The amount of fat in ice cream plays a big role in how it's digested. Compared to protein and carbs, fat takes the longest to leave your stomach, which is why certain types of ice cream are considered slow-digesting. Ice cream with a higher fat content, such as premium ice cream, may take longer to leave your stomach than regular or reduced-fat ice cream.
Glycemic Index and Carbs
The glycemic index, or GI, is a system that ranks how carbohydrates affect blood sugar based on how quickly they digest. Foods with a low GI digest slowly and raise blood sugars at a slow, steady pace, while foods with a high GI digest fast and cause blood sugars to rise quickly. Premium ice cream has a low GI, and regular ice cream has a medium GI, which means it digests moderately faster than the premium.

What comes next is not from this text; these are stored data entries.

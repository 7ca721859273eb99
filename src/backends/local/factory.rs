// Copyright (c) 2025 Steve Wagner (ciroque@live.com)
// SPDX-License-Identifier: MIT

use crate::config::Registry;
use crate::engine::{Pipeline, Stage, Step};

use super::transforms::{aead, cast, codec, digest, kdf, octets, secret};

/// Every built-in implementation name, in registration order.
const IMPLEMENTATIONS: &[&str] = &[
    "cast_to_str",
    "cast_to_bytes",
    "str_to_bytes",
    "bytes_to_str",
    "numbers_to_str",
    "hex_to_bytes",
    "bytes_to_hex",
    "bytes_to_b64",
    "b64_to_bytes",
    "urlencode",
    "urldecode",
    "json_to_str",
    "str_to_json",
    "int_to_octet",
    "octet_to_int",
    "bytes_to_ints",
    "ints_to_bytes",
    "hash",
    "sha256",
    "sha384",
    "sha512",
    "derive_key",
    "derive_key_record",
    "aead_encrypt",
    "aead_decrypt",
    "secret_encrypt",
    "secret_decrypt",
];

/// Names of the built-in pipeline templates.
const RECIPES: &[&str] = &["urlencoded", "to_urlencoded_b64_string", "sha256_hex"];

/// Factory for the in-process transform catalog.
pub struct LocalTransformFactory;

impl LocalTransformFactory {
    /// Create the step registered under a built-in implementation name.
    ///
    /// Steps come with no arguments bound except the prebound hash variants
    /// (`sha256`, `sha384`, `sha512`), which are `hash` with its algorithm set.
    pub fn create_step(impl_name: &str) -> Option<Step> {
        let step = match impl_name {
            // Coercion
            "cast_to_str" => Step::new(impl_name, cast::cast_to_str),
            "cast_to_bytes" => Step::new(impl_name, cast::cast_to_bytes),
            "str_to_bytes" => Step::new(impl_name, cast::str_to_bytes),
            "bytes_to_str" => Step::new(impl_name, cast::bytes_to_str),
            "numbers_to_str" => Step::new(impl_name, cast::numbers_to_str),

            // Codecs
            "hex_to_bytes" => Step::new(impl_name, codec::hex_to_bytes),
            "bytes_to_hex" => Step::new(impl_name, codec::bytes_to_hex),
            "bytes_to_b64" => Step::new(impl_name, codec::bytes_to_b64),
            "b64_to_bytes" => Step::new(impl_name, codec::b64_to_bytes),
            "urlencode" => Step::new(impl_name, codec::urlencode),
            "urldecode" => Step::new(impl_name, codec::urldecode),
            "json_to_str" => Step::new(impl_name, codec::json_to_str),
            "str_to_json" => Step::new(impl_name, codec::str_to_json),

            // Octets
            "int_to_octet" => Step::new(impl_name, octets::int_to_octet),
            "octet_to_int" => Step::new(impl_name, octets::octet_to_int),
            "bytes_to_ints" => Step::new(impl_name, octets::bytes_to_ints),
            "ints_to_bytes" => Step::new(impl_name, octets::ints_to_bytes),

            // Digests
            "hash" => Step::new(impl_name, digest::hash),
            "sha256" | "sha384" | "sha512" => Step::new(impl_name, digest::hash).with_args(impl_name),

            // Keys and encryption
            "derive_key" => Step::new(impl_name, kdf::derive_key),
            "derive_key_record" => Step::new(impl_name, kdf::derive_key_record),
            "aead_encrypt" => Step::new(impl_name, aead::aead_encrypt),
            "aead_decrypt" => Step::new(impl_name, aead::aead_decrypt),
            "secret_encrypt" => Step::new(impl_name, secret::secret_encrypt),
            "secret_decrypt" => Step::new(impl_name, secret::secret_decrypt),

            _ => return None,
        };
        Some(step)
    }

    /// List all available local transform implementations
    pub fn list_available_implementations() -> Vec<&'static str> {
        IMPLEMENTATIONS.to_vec()
    }

    /// Check if an implementation is available
    pub fn is_implementation_available(impl_name: &str) -> bool {
        IMPLEMENTATIONS.contains(&impl_name)
    }

    /// Register every built-in step under its implementation name.
    pub fn register_builtins(steps: &Registry<Step>) {
        for step in IMPLEMENTATIONS.iter().filter_map(|name| Self::create_step(name)) {
            steps.add(step.name().to_string(), step);
        }
    }

    /// Create a built-in pipeline template by name.
    pub fn create_recipe(name: &str) -> Option<Pipeline> {
        let stages = match name {
            // numbers cast to text, then URL-encoded
            "urlencoded" => vec![
                Step::new("numbers_to_str", cast::numbers_to_str),
                Step::new("urlencode", codec::urlencode),
            ],
            "to_urlencoded_b64_string" => vec![
                Step::new("cast_to_bytes", cast::cast_to_bytes),
                Step::new("bytes_to_b64", codec::bytes_to_b64),
                Step::new("urlencode", codec::urlencode),
            ],
            "sha256_hex" => vec![
                Step::new("str_to_bytes", cast::str_to_bytes).with_args("utf8"),
                Step::new("sha256", digest::hash).with_args("sha256"),
                Step::new("bytes_to_hex", codec::bytes_to_hex),
            ],
            _ => return None,
        };

        Some(
            stages
                .into_iter()
                .fold(Pipeline::new().named(name), |pipeline, step| {
                    pipeline.then(Stage::Step(step))
                }),
        )
    }

    pub fn list_available_recipes() -> Vec<&'static str> {
        RECIPES.to_vec()
    }

    /// Register every built-in pipeline template under its name.
    pub fn register_recipes(pipelines: &Registry<Pipeline>) {
        for name in RECIPES {
            if let Some(recipe) = Self::create_recipe(name) {
                pipelines.add(*name, recipe);
            }
        }
    }
}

The fat content in ice cream is the likely reason for its low GI status.
Ice Cream and Your Healthy Diet
Ice cream is high in fat and sugar. Americans already get too many calories from foods high in fat and sugar, according to the 2010 Dietary Guidelines, which makes it difficult to meet essential nutrient needs. It's OK to eat ice cream as a treat, but you should limit your intake. The guidelines suggest you limit foods high in fat and sugar to 5 percent to 15 percent of your daily calorie intake.